Texto de autoria de Alfredo Mourão de Andrade, aposentado do Serviço Público Municipal de Ponta Grossa.Produzido no âmbito do projeto Crônica dos Campos Gerais, da Academia de Letras dos Campos Gerais (https://cronicascamposgerais.blogspot.com/).
SANT’ANA: ENTRE A FÉ E AS GOSTOSURAS
Atravessando a Praça Floriano Peixoto em Ponta Grossa, por volta do meio dia, de repente ouço conhecida cantoria (ou acho que ouço!) vinda da imponente Catedral de Sant´Ana. Arrepios me percorrem. Vozes de um tempo distante: memória afetiva recheada de fé, odores e sabores. Busco abrigo em um banco da praça, pois as pernas tremem. A musicalidade preenche e abafa o burburinho dos carros, o falatório dos transeuntes. A catedral de vitrais coloridos vai-se desvanecendo ao sol do meio dia. Diante de mim surge a antiga catedral, teimosa em deixar resíduos da sua exuberante arquitetura. As pesadas portas abrem-se e escancaram o louvor: “Ó Sant´Ana aceitai os louvores / desse povo devoto e gentil.” E bem ali, a alguns degraus do meu flashback, vejo e ouço (ou imagino ver e ouvir!) os fervorosos cantores do Coro Vozes Madrigal, regidos por Gabriel de Paula Machado. Rivalizando-se com a sonoridade divina do órgão de tubos. Emocionado, me pego cantando baixinho pra não chamar a atenção dos passantes.
Aos idos quinze, dezesseis anos me transporto. Festivamente.
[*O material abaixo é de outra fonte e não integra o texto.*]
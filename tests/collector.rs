use http_feed::handler::{ Headers, MessageCollector };
use http_feed::http1::{ Config, Method, Parser, ParserType, Success };

use std::fs::File;
use std::io::prelude::*;

fn pipelined() -> Vec<u8> {
    let mut d = Vec::new();

    File::open("tests/data/pipelined.dat").unwrap().read_to_end(&mut d).unwrap();

    d
}

#[test]
fn pipelined_requests() {
    let c     = MessageCollector::new();
    let mut p = Parser::new(ParserType::Request);

    c.bind(&mut p);

    let d = pipelined();

    assert_eq!(p.execute(&d), Ok(Success::Eos(d.len())));

    let m = c.take();

    assert_eq!(m.len(), 3);

    assert_eq!(m[0].method, Some(Method::Get));
    assert_eq!(m[0].url, "/search?q=rust#results");
    assert_eq!(m[0].path, "/search");
    assert_eq!(m[0].query_string, "q=rust");
    assert_eq!(m[0].fragment, "results");
    assert!(m[0].keep_alive);
    assert!(m[0].body.is_empty());

    assert_eq!(m[1].method, Some(Method::Post));
    assert_eq!(m[1].content_length, Some(26));
    assert_eq!(m[1].body, b"name=http-feed&version=0.1");
    assert_eq!(
        m[1].headers.get("CONTENT-TYPE"),
        Some("application/x-www-form-urlencoded")
    );

    assert_eq!(m[2].method, Some(Method::Put));
    assert!(m[2].chunked);
    assert!(!m[2].keep_alive);
    assert_eq!(m[2].content_length, None);
    assert_eq!(m[2].body, b"hello");
    assert!(m[2].trailers.is_empty());
    assert_eq!(m[2].start_line(), "PUT /upload HTTP/1.1\r\n");
}

#[test]
fn pipelined_reader() {
    for size in 1..24 {
        let c      = MessageCollector::new();
        let config = Config::new().with_buffer_size(size).unwrap();
        let mut p  = Parser::with_config(ParserType::Request, config, ());

        c.bind(&mut p);

        assert_eq!(p.parse_reader(&pipelined()[..]).unwrap(), Success::Eos(0));
        assert_eq!(c.len(), 3);

        let whole = MessageCollector::new();
        let mut p = Parser::new(ParserType::Request);

        whole.bind(&mut p);
        p.execute(&pipelined()).unwrap();

        assert_eq!(c.messages(), whole.messages());
    }
}

#[test]
fn headers_display() {
    let c     = MessageCollector::new();
    let mut p = Parser::new(ParserType::Response);

    c.bind(&mut p);

    p.execute(b"HTTP/1.1 200 OK\r\n\
                Set-Cookie: a=1\r\n\
                set-cookie: b=2\r\n\
                Content-Length: 0\r\n\
                \r\n").unwrap();

    let m = c.take();
    let h: &Headers = &m[0].headers;

    assert_eq!(h.get_all("set-cookie"), ["a=1", "b=2"]);
    assert_eq!(h.get_joined("Set-Cookie"), Some("a=1,b=2".to_string()));
    assert_eq!(h.to_string(), "set-cookie: a=1\r\nset-cookie: b=2\r\nContent-Length: 0\r\n");
    assert_eq!(m[0].start_line(), "HTTP/1.1 200 OK\r\n");
}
Contava meses e dias para a chegada de julho: festa da Padroeira. Novena. Quermesse. Feriado da santa. Aquele frenesi de gente indo e vindo. Então me preencho de cheiros e sabores. Tudo bem ali. Na mesma praça: barraquinhas de gostosuras, bandas musicais, foguetório. Então me calo e me arrepio (de medo) diante dos atuais dias incertos, sem cheiros e sabores ao alcance dos sentidos.
Feriado de Sant´Ana. Pela manhã, os católicos acorriam às ruas centrais, por onde desfilava alegórica procissão: o belíssimo andor e a imagem da mãe e sua filha. Um primor de encher olhos e coração. À frente vinham as freiras, as noviças, em seus hábitos engomados, caminhando em fileiras. Depois dezenas de padres com suas túnicas branquíssimas. À frente do andor a banda musical, as crianças vestidas de anjos, o bispo Dom Geraldo Pellanda. Por último, o povo de Deus acompanhando cantos e rezas em seus rádios de pilha. De repente me vi cercado de fiéis.
Sentado naquele banco me revejo saudoso (e feliz!). Tanta coisa mudou. As décadas (invasivas e nada sutis!) transformaram a cara da cidade e das pessoas. Ali parado minh´alma reverbera o canto divino, ao odor do incenso, ao som do órgão de tubos, ao canto dos animados coralistas: “Salve Sant´Ana Senhora! Sois padroeira bondosa / desta cidade formosa / que vossas bênçãos implora!” Amém!